ViewBug community member geoffcoleimages has one of the most interesting bios you have ever read. He is a photographer, a preacher and a coroner... and his full bio goes on: "I have been a soldier and an ice cream man, a taxi driver, a lab technician, a warehouse worker, a burger flipper, a hypnotist, a carpenter, a teacher, a ditch digger, a restitution officer, an assembly line worker, a probation officer, a pizza delivery man, a court interpreter, a marriage counselor, and a seller of automobiles, furniture and insurance. I am not done living."

What inspired you to be a photographer?
I spent many hours as a child looking at the captivating images in National Geographic and Life magazines. Seeing the work of those great photographers was my inspiration.

What was your first camera and what do you shoot with today?
I bought my first camera, a used Yashica Electro rangefinder, when I was fifteen years old. I worked most of the summer in a paint factory outside Mexico City at the Mexican minimum wage of four dollars a day. That first camera was a big purchase.

When someone looks at your photos, what do you want them to take away from it, what are you trying to communicate?
When someone looks at my photos I want them to stop. I want them to linger and look and consider. I want time to stand still for them.

What is it that you love about photography?
It has been said that photography is the marriage of art and science. I love using both sides of my brain in the creative process.

What has photography done for you?
Photography has given me a broader vision of the world and of the human condition. Nothing is commonplace. Just the simple act of framing a shot sets it apart for special consideration.

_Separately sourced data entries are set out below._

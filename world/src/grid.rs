//! Dense row-major cell storage backing the board.

use mapgame_core::{BoardError, Entity, Position};

/// Largest accepted side length. Keeps every cell index representable as an
/// `i32` coordinate and the allocation bounded.
const MAX_SIDE: u32 = 4096;

#[derive(Clone, Debug)]
pub(crate) struct CellGrid {
    size: u32,
    cells: Vec<Option<Entity>>,
}

impl CellGrid {
    pub(crate) fn new(size: u32) -> Result<Self, BoardError> {
        let side = usize::try_from(size).unwrap_or(usize::MAX);
        let invalid = BoardError::InvalidDimensions {
            rows: side,
            columns: side,
        };
        if size == 0 || size > MAX_SIDE {
            return Err(invalid);
        }
        let cells = side.checked_mul(side).ok_or(invalid)?;

        Ok(Self {
            size,
            cells: vec![None; cells],
        })
    }

    pub(crate) fn from_rows(rows: Vec<Vec<Option<Entity>>>) -> Result<Self, BoardError> {
        let side = rows.len();
        if let Some(row) = rows.iter().find(|row| row.len() != side) {
            return Err(BoardError::InvalidDimensions {
                rows: side,
                columns: row.len(),
            });
        }

        let size = u32::try_from(side).map_err(|_| BoardError::InvalidDimensions {
            rows: side,
            columns: side,
        })?;
        let mut grid = Self::new(size)?;
        for (slot, cell) in grid.cells.iter_mut().zip(rows.into_iter().flatten()) {
            *slot = cell;
        }
        Ok(grid)
    }

    pub(crate) fn size(&self) -> u32 {
        self.size
    }

    /// Side length as a signed coordinate; construction guarantees it fits.
    pub(crate) fn side(&self) -> i32 {
        self.size as i32
    }

    pub(crate) fn index(&self, position: Position) -> Option<usize> {
        let column = u32::try_from(position.x()).ok()?;
        let row = u32::try_from(position.y()).ok()?;
        if column < self.size && row < self.size {
            let width = usize::try_from(self.size).ok()?;
            Some(usize::try_from(row).ok()? * width + usize::try_from(column).ok()?)
        } else {
            None
        }
    }

    pub(crate) fn checked_index(&self, position: Position) -> Result<usize, BoardError> {
        self.index(position).ok_or(BoardError::OutOfBounds {
            position,
            size: self.size,
        })
    }

    pub(crate) fn get(&self, index: usize) -> Option<&Entity> {
        self.cells.get(index).and_then(Option::as_ref)
    }

    pub(crate) fn slot_mut(&mut self, index: usize) -> &mut Option<Entity> {
        &mut self.cells[index]
    }

    /// Writes obstacles along the four edges, overwriting whatever was there.
    pub(crate) fn stamp_border(&mut self) {
        let last = self.side() - 1;
        for offset in 0..=last {
            for position in [
                Position::new(offset, 0),
                Position::new(offset, last),
                Position::new(0, offset),
                Position::new(last, offset),
            ] {
                if let Some(index) = self.index(position) {
                    self.cells[index] = Some(Entity::Obstacle);
                }
            }
        }
    }

    /// Every cell paired with its position, in row-major order.
    pub(crate) fn iter(&self) -> impl Iterator<Item = (Position, Option<&Entity>)> + '_ {
        let side = self.side();
        self.cells.iter().enumerate().map(move |(index, cell)| {
            let index = index as i32;
            (Position::new(index % side, index / side), cell.as_ref())
        })
    }

    pub(crate) fn rows(&self) -> impl Iterator<Item = &[Option<Entity>]> + '_ {
        let width = usize::try_from(self.size).unwrap_or(1);
        self.cells.chunks(width)
    }
}
impl VariantTag {
    /// Direct parent of the tag, `None` for the root.
    #[must_use]
    pub const fn parent(self) -> Option<VariantTag> {
        match self {
            Self::Entity => None,
            Self::Obstacle | Self::Player | Self::Enemy | Self::SpecialObj => Some(Self::Entity),
            Self::Bomb | Self::Barrier => Some(Self::SpecialObj),
        }
    }

    /// Reports whether the tag is a direct child of [`VariantTag::Entity`].
    #[must_use]
    pub fn is_top_level(self) -> bool {
        self.parent() == Some(Self::Entity)
    }

    /// Reports whether an occupant carrying `occupant` satisfies a query for
    /// `self`: either the exact tag or its immediate family.
    #[must_use]
    pub fn matches(self, occupant: VariantTag) -> bool {
        occupant == self || occupant.parent() == Some(self)
    }
}

/// Decision returned by an [`EventGate`] about a pending mutation.
#[derive(Clone, Copy, Debug, PartialEq, Eq, Hash)]
pub enum Verdict {
    /// Let the mutation proceed.
    Allow,
    /// Leave the board untouched.
    Cancel,
}

impl Verdict {
    /// Converts a cancellation flag into a verdict.
    #[must_use]
    pub const fn from_cancelled(cancelled: bool) -> Self {
        if cancelled {
            Self::Cancel
        } else {
            Self::Allow
        }
    }

    /// Reports whether the mutation was vetoed.
    #[must_use]
    pub const fn is_cancelled(self) -> bool {
        matches!(self, Self::Cancel)
    }
}

/// External veto point the board consults before observable mutations.
///
/// Both hooks are invoked synchronously, exactly once per attempt, and
/// before the affected cell is written.
pub trait EventGate {
    /// Offered an entity about to be written into the empty cell at `position`.
    fn on_entity_spawn(&mut self, entity: &Entity, position: Position) -> Verdict;

    /// Offered an enemy about to be cleared or overwritten at `position`.
    fn on_enemy_death(&mut self, position: Position, enemy: &Enemy) -> Verdict;
}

Do you try to be conceptual or do you prefer to show the feeling behind a photo?
Life is real and timing is important. I find it hard to pose models or set up a still life. Sometimes I will carry the idea of a shot in my head for months until the season or lighting is right. When the vision matches the image I am very satisfied.

How do you describe your style?
The truth of the moment.

If you had to choose one lens which one would it be and why?
I would go with a short telephoto zoom that is razor sharp at all focal lengths, edge-to-edge, and wide open. My walk around lens is just that – a Zuiko 12-60mm f/2.8-4 ED SWD. It’s a remarkable piece of glass when adapted to Micro 4/3.

What are your 3 tips for others who want to become photographers?
First tip, shoot at least fifty shots a day, every day and delete them all except the best one or two. Learn something, try something, do something new every day. Second, learn your camera inside and out. Use it and abuse it until you bump up against its limitations before you even consider buying a better one. Third, learn to post-process your images. That’s the other place where the image is made. A digital darkroom is no less important and effective than the old film darkroom where they dodged and burned and cropped their prints.

Have you received negative feedback from your work? What did you do about it?
I was inspired by a high school science teacher in Mexico who was also a great professional photographer, Lazaro Blanco. My friends Dan and David Sharp, and Chris Inman showed me the fundamentals. I am self-taught over the last forty years.

Raw vs jpg and why?
I always shoot RAW for the increased latitude in post-processing, and to keep a RAW file as a digital negative. I have found myself re-processing certain images years later when I need to convert them to black and white, or crop them to a different format.

What do you carry in your camera bag?
I carry two Olympus E-M1 bodies, M. Zuiko 14-150mm superzoom, Zuiko 9-18mm, Zuiko 12-60mm SWD, and a 50-200mm ED SWD. Also a Canon 6D with a Zuiko 55mm f/1.2 and Metabones Speedbooster for night photography. I also pack a small bag full of Rokinon manual primes and another bag full of Zuiko OM legacy prime lenses which I use regularly on Micro 4/3.

If you could have the gift of a great photographer who would it be and why?
Definitely Robert Capa. Nobody did it better. Nobody could stop the clock like him. I have his Magnum print of Picasso with his infant son in the ocean with water dripping off. Capa must have been in the water waist deep with him in order to get the shot. Very intimate and perfect timing.

What is the most common mistake you see people making when shooting these days?
Placing their subject dead center. Yawn.

What is your dream location to shoot?
Antarctica.

How do you decide on where to shoot a photo?
Sometimes I will scout a location months in advance to be in place when the light and the season is right. Many times I have been out driving and have “seen” the spot and locked up my brakes. Sometimes that perfect spot is right outside my door. Many of my images were made within a mile of my home.

What is next for you? Any planned adventures with your camera?
Not every picture needs to be taken. It’s the unplanned adventures that I look forward to.

What is your goal with your photography?
I have no goal and I make no statements. Life speaks for itself and I record it. It is the privilege of old men to live in their memories, and I have a box full.